• Your goal: Extract the lines that carry the string "BTreeMap" from the listing.

►

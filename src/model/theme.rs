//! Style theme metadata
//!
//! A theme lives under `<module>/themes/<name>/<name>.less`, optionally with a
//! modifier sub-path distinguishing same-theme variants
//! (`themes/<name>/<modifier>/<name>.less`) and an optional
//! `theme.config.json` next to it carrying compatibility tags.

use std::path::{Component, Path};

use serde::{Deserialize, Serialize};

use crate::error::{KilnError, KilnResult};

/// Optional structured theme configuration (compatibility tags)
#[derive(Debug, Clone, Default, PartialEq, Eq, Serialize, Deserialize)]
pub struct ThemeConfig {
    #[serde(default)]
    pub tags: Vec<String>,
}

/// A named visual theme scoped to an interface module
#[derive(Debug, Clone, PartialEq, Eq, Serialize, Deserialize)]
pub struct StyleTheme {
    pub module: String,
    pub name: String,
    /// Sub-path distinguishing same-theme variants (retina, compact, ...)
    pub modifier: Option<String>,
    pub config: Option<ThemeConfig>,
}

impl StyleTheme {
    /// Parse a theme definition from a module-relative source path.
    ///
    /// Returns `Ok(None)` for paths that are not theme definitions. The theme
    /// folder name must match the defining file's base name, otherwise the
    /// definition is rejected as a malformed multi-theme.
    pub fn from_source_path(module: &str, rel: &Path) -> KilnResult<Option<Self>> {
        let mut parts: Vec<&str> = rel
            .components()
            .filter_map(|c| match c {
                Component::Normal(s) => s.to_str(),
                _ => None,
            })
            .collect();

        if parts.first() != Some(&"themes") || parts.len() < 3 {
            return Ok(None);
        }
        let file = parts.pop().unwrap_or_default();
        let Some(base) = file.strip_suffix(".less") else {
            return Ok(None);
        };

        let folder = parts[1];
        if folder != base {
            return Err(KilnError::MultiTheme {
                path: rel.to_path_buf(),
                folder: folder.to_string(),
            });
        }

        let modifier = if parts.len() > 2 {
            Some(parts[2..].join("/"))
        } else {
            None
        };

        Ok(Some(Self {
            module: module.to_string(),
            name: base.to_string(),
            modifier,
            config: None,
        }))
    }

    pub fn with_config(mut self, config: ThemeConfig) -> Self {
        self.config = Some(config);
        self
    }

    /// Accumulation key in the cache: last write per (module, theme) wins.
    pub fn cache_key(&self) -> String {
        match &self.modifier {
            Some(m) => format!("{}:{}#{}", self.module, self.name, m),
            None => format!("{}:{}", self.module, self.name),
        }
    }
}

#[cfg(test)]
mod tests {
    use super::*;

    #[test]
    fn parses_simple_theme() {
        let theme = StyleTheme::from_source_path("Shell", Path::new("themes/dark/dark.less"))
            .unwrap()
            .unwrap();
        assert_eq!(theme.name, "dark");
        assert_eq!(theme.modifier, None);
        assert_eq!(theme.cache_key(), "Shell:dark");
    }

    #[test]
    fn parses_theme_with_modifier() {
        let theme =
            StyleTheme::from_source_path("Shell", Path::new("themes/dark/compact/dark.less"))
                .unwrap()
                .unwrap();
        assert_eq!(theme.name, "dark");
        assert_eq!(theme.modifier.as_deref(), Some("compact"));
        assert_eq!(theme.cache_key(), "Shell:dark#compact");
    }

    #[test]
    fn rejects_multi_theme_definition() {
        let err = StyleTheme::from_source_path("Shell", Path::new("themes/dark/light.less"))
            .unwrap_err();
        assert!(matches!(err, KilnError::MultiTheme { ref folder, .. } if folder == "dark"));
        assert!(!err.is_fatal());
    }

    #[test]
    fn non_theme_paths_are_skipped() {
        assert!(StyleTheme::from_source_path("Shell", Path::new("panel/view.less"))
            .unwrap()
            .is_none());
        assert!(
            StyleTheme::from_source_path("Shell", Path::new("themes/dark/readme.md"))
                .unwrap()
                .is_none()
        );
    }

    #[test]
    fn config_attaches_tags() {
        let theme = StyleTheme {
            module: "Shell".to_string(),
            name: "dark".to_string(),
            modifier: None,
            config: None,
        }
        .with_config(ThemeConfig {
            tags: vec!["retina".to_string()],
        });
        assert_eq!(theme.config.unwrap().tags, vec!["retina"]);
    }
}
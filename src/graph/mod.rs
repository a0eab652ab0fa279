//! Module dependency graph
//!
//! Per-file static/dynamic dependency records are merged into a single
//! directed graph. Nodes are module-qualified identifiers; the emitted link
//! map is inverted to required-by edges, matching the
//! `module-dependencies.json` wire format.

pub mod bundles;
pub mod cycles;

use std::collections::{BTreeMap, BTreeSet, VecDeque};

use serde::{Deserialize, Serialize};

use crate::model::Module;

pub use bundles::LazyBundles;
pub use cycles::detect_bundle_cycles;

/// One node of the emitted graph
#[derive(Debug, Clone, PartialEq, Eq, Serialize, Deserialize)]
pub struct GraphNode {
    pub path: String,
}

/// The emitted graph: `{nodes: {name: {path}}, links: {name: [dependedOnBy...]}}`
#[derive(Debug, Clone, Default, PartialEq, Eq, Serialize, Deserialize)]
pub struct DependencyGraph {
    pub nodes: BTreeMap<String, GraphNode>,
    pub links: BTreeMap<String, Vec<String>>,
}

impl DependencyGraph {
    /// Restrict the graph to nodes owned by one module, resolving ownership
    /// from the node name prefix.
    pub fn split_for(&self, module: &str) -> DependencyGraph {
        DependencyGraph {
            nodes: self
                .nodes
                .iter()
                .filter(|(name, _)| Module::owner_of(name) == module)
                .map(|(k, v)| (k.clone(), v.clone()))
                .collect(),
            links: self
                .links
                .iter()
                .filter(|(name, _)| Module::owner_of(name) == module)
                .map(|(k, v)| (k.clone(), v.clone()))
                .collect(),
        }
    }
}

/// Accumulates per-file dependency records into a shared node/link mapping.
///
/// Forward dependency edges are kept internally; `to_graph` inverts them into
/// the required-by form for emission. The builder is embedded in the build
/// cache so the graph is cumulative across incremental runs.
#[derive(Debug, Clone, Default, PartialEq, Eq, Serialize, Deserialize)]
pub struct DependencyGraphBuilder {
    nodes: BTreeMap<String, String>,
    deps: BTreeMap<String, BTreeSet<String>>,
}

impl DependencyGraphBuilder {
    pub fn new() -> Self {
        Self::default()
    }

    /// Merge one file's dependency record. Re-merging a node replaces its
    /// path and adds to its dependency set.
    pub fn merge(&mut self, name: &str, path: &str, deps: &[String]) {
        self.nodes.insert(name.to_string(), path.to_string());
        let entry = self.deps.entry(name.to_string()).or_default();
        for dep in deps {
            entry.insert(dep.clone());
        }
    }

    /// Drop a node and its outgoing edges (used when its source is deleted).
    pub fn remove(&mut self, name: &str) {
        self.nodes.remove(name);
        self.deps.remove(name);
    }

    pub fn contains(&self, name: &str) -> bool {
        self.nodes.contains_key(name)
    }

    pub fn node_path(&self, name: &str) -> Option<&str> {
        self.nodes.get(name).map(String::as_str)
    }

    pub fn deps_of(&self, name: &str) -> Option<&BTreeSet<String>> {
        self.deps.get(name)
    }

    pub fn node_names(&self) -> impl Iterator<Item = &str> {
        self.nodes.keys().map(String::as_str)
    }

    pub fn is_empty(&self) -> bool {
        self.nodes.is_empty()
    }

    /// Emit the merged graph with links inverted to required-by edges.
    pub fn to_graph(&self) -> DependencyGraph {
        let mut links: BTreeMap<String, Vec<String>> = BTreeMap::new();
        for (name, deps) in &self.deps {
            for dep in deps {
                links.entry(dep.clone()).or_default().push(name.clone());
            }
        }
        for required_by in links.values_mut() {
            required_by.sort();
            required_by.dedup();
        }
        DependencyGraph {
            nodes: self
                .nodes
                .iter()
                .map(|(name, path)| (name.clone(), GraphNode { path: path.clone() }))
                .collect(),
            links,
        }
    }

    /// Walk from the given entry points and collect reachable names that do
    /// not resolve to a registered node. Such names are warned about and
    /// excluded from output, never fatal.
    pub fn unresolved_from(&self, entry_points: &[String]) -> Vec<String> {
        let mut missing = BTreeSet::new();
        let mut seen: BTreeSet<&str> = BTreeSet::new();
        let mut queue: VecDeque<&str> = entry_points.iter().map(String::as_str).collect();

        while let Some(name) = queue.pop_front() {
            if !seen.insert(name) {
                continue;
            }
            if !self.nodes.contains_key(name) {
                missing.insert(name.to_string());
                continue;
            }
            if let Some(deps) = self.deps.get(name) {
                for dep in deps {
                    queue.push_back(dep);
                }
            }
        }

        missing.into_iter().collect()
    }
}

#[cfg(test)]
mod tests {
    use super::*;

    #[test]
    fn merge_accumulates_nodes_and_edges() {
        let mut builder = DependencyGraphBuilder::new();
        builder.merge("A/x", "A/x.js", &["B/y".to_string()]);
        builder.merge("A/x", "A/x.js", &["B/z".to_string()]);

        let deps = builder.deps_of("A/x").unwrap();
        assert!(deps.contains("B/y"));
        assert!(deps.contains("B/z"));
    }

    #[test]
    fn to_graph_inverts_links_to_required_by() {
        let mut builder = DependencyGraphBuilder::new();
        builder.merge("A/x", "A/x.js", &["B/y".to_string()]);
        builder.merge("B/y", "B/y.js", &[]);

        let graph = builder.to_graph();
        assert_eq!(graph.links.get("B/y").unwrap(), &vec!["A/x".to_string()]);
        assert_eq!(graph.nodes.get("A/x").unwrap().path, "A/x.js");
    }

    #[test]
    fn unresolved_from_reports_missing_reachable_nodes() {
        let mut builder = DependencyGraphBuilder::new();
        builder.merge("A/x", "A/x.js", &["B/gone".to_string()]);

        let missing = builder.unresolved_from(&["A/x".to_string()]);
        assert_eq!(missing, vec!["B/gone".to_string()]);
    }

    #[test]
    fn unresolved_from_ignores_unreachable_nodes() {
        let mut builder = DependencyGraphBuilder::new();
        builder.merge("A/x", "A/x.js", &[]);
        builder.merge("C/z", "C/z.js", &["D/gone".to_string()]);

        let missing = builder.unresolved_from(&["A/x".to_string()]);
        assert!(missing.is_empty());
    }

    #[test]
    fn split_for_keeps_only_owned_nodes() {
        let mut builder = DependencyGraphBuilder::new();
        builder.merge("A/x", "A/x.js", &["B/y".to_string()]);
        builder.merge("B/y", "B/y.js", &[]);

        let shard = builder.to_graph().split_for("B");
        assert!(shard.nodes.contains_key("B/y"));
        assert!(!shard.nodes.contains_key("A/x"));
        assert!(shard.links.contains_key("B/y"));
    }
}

◄
►

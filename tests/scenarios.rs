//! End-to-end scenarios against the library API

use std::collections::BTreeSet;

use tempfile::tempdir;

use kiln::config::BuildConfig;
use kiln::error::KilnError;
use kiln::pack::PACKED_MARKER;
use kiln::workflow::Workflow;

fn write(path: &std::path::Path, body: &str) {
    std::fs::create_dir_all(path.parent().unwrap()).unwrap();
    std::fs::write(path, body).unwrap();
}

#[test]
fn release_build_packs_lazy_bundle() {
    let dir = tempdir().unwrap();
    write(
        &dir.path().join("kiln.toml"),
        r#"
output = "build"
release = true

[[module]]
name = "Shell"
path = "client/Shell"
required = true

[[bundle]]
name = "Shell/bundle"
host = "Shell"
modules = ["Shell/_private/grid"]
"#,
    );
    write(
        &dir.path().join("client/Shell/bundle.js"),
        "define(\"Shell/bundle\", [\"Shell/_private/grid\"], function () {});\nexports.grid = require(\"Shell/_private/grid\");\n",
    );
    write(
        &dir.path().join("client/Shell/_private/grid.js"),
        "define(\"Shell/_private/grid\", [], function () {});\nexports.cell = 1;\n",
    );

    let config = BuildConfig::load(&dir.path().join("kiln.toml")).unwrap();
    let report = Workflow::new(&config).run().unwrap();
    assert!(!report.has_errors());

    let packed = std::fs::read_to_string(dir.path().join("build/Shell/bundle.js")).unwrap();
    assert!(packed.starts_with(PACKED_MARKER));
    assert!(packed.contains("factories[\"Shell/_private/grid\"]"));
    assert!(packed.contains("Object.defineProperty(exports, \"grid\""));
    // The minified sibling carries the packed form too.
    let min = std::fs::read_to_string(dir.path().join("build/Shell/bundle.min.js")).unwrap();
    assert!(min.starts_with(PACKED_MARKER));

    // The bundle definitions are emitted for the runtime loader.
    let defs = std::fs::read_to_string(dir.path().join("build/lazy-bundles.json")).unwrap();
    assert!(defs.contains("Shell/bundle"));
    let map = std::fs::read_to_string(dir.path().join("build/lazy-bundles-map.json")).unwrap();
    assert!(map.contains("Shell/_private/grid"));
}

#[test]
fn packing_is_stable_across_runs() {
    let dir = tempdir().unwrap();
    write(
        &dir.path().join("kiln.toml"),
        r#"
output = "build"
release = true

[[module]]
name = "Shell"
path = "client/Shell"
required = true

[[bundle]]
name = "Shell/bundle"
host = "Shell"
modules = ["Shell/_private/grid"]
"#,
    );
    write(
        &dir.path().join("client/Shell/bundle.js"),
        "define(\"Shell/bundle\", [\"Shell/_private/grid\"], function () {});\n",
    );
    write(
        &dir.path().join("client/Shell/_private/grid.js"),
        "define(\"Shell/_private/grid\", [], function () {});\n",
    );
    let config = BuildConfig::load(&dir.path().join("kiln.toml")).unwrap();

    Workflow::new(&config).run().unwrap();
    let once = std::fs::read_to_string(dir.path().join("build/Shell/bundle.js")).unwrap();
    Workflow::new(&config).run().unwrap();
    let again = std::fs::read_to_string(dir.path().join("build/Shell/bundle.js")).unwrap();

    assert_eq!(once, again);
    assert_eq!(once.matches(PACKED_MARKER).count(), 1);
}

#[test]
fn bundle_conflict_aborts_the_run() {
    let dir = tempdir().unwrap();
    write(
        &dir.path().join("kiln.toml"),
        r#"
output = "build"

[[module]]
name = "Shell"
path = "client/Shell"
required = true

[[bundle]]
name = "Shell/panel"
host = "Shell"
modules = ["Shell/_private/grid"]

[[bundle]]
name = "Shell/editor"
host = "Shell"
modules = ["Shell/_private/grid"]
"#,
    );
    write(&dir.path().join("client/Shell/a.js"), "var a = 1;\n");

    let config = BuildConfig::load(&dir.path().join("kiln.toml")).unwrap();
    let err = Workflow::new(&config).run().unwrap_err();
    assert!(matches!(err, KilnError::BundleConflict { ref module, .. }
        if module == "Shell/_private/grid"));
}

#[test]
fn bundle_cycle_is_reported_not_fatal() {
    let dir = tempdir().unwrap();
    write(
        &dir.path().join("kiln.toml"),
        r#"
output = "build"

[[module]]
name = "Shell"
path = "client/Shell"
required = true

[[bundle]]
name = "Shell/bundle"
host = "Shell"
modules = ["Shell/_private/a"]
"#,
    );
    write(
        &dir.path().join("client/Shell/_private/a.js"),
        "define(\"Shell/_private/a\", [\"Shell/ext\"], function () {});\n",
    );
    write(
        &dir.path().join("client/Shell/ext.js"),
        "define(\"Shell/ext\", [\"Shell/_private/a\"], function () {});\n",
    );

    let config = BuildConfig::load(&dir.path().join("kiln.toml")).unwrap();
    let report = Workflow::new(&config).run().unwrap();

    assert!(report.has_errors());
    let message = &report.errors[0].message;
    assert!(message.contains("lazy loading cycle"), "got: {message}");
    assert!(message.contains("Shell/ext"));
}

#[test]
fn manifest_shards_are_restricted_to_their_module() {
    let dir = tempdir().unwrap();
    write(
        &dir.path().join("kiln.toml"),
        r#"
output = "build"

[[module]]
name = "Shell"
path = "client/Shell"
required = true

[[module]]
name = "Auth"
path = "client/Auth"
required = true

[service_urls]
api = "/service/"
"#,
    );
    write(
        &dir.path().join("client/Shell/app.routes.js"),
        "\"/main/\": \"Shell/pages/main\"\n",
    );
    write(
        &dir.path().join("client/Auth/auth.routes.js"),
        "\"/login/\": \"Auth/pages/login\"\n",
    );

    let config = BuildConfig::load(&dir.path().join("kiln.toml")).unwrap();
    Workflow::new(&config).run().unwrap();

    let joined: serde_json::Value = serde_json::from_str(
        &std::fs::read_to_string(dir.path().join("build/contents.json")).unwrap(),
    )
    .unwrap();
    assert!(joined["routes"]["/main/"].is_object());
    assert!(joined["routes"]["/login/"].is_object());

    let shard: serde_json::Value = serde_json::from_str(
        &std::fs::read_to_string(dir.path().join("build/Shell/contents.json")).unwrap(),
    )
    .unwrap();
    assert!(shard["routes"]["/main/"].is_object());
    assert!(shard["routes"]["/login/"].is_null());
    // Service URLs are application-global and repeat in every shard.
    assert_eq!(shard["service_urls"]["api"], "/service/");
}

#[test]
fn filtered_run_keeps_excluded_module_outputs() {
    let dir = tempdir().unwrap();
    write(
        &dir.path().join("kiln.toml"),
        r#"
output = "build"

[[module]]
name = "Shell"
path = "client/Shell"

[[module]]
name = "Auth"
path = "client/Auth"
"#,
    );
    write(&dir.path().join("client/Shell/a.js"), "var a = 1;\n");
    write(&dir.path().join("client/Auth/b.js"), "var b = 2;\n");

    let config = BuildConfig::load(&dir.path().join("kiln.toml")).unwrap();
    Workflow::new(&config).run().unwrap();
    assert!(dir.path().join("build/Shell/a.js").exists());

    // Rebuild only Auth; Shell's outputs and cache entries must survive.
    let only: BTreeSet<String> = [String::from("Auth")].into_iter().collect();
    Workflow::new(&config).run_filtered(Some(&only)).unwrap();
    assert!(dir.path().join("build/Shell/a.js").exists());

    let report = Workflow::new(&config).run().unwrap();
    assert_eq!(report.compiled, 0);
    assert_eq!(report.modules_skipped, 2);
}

◄

• Answer for this exercise:
use std::collections::{BTreeMap, BTreeSet, VecDeque};
    pub nodes: BTreeMap<String, GraphNode>,
    pub links: BTreeMap<String, Vec<String>>,
    nodes: BTreeMap<String, String>,
    deps: BTreeMap<String, BTreeSet<String>>,
        let mut links: BTreeMap<String, Vec<String>> = BTreeMap::new();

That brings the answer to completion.